Bleddyn on the death of his father was made Lord of Dinmael, some notable descendants patrilineally of Bleddyn are the Wynn's of Dudleston descended from Howell second son of Owain ap Bleddyn whose coat of arms is the black lion rampart on an Ardent(Silver)shield, who were living in 1634 with the descendant of the family known as Morgan Wynn Barrister at Law living in the parish of Dudleston at the Estate inherited by the family through an earlier marriage, the Pentre Morgan property. He also had two younger brother Richard and Thomas Wynn.
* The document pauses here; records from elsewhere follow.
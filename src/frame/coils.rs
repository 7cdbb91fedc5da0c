use super::RawData;
use crate::util::Coil;

/// Packed coils, borrowed from a request payload.
#[derive(Debug, Clone, Copy, PartialEq, Eq)]
pub struct Coils<'c> {
    pub(crate) data: RawData<'c>,
    pub(crate) quantity: usize,
}

impl<'c> Coils<'c> {
    /// Quantity of coils
    #[must_use]
    pub const fn len(&self) -> usize {
        self.quantity
    }

    /// Returns `true` if the container has no items.
    #[must_use]
    pub const fn is_empty(&self) -> bool {
        self.quantity == 0
    }

    /// Get a specific coil.
    #[must_use]
    pub fn get(&self, idx: usize) -> Option<Coil> {
        if idx + 1 > self.quantity {
            return None;
        }
        Some((self.data[idx / 8] >> (idx % 8)) & 0b1 > 0)
    }
}

/// Coils iterator.
#[derive(Debug, Clone, Copy, PartialEq, Eq)]
pub struct CoilsIter<'c> {
    cnt: usize,
    coils: Coils<'c>,
}

impl Iterator for CoilsIter<'_> {
    type Item = Coil;

    fn next(&mut self) -> Option<Self::Item> {
        let result = self.coils.get(self.cnt);
        self.cnt += 1;
        result
    }
}

impl<'c> IntoIterator for Coils<'c> {
    type Item = Coil;
    type IntoIter = CoilsIter<'c>;

    fn into_iter(self) -> Self::IntoIter {
        CoilsIter {
            cnt: 0,
            coils: self,
        }
    }
}

#[cfg(test)]
mod tests {
    use super::*;

    #[test]
    fn coils_len() {
        let coils = Coils {
            data: &[0, 1, 2],
            quantity: 5,
        };
        assert_eq!(coils.len(), 5);
    }

    #[test]
    fn coils_empty() {
        let coils = Coils {
            data: &[0, 1, 2],
            quantity: 0,
        };
        assert!(coils.is_empty());
    }

    #[test]
    fn coils_get() {
        let coils = Coils {
            data: &[0b01],
            quantity: 2,
        };
        assert_eq!(coils.get(0), Some(true));
        assert_eq!(coils.get(1), Some(false));
        assert_eq!(coils.get(2), None);

        let coils = Coils {
            data: &[0xff, 0b11],
            quantity: 10,
        };
        for i in 0..10 {
            assert_eq!(coils.get(i), Some(true));
        }
        assert_eq!(coils.get(11), None);
    }

    #[test]
    fn coils_iter() {
        let coils = Coils {
            data: &[0b0101_0011],
            quantity: 5,
        };
        let mut iter = coils.into_iter();
        assert_eq!(iter.next(), Some(true));
        assert_eq!(iter.next(), Some(true));
        assert_eq!(iter.next(), Some(false));
        assert_eq!(iter.next(), Some(false));
        assert_eq!(iter.next(), Some(true));
        assert_eq!(iter.next(), None);
    }
}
His eldest son, Gruffydd ap Owain Brogyntyn, inherited half the Lordship of Edeirnion centred on Hendwr, and his eldest son Dafydd ap Gruffydd was created Baron of Hendwr by Edward I for supporting his cause.

His youngest son, Iorwerth ab Owain Brogyntyn, who inherited half the Lordship of Edeirnion, married Efa verch Madoc the sole heir of Madoc, Lord of Mawddwy (the younger son of Gwenwynwyn, prince of Powys Wenwynwyn). The son of Iorwerth and Efa, Gruffudd ab Iorwerth, was confirmed in his lands as Baron of Kymmer-yn-Edeirnion by Edward I under the terms of the Statute of Rhuddlan by which England organised the subjugation of Wales.

According to Philip York writing in 1799 a cup and a dagger belonging to Owain Brogyntyn were preserved at Rûg in Edeyrnion. Later accounts in the National Gazetteer dated 1868 state that a cup and dagger in the possession of "Colonel Vaughan of Rhug" were once owned by another Owain of Powys, the much later Owain Glyndŵr. These objects, whoever the original owner, may now be lost.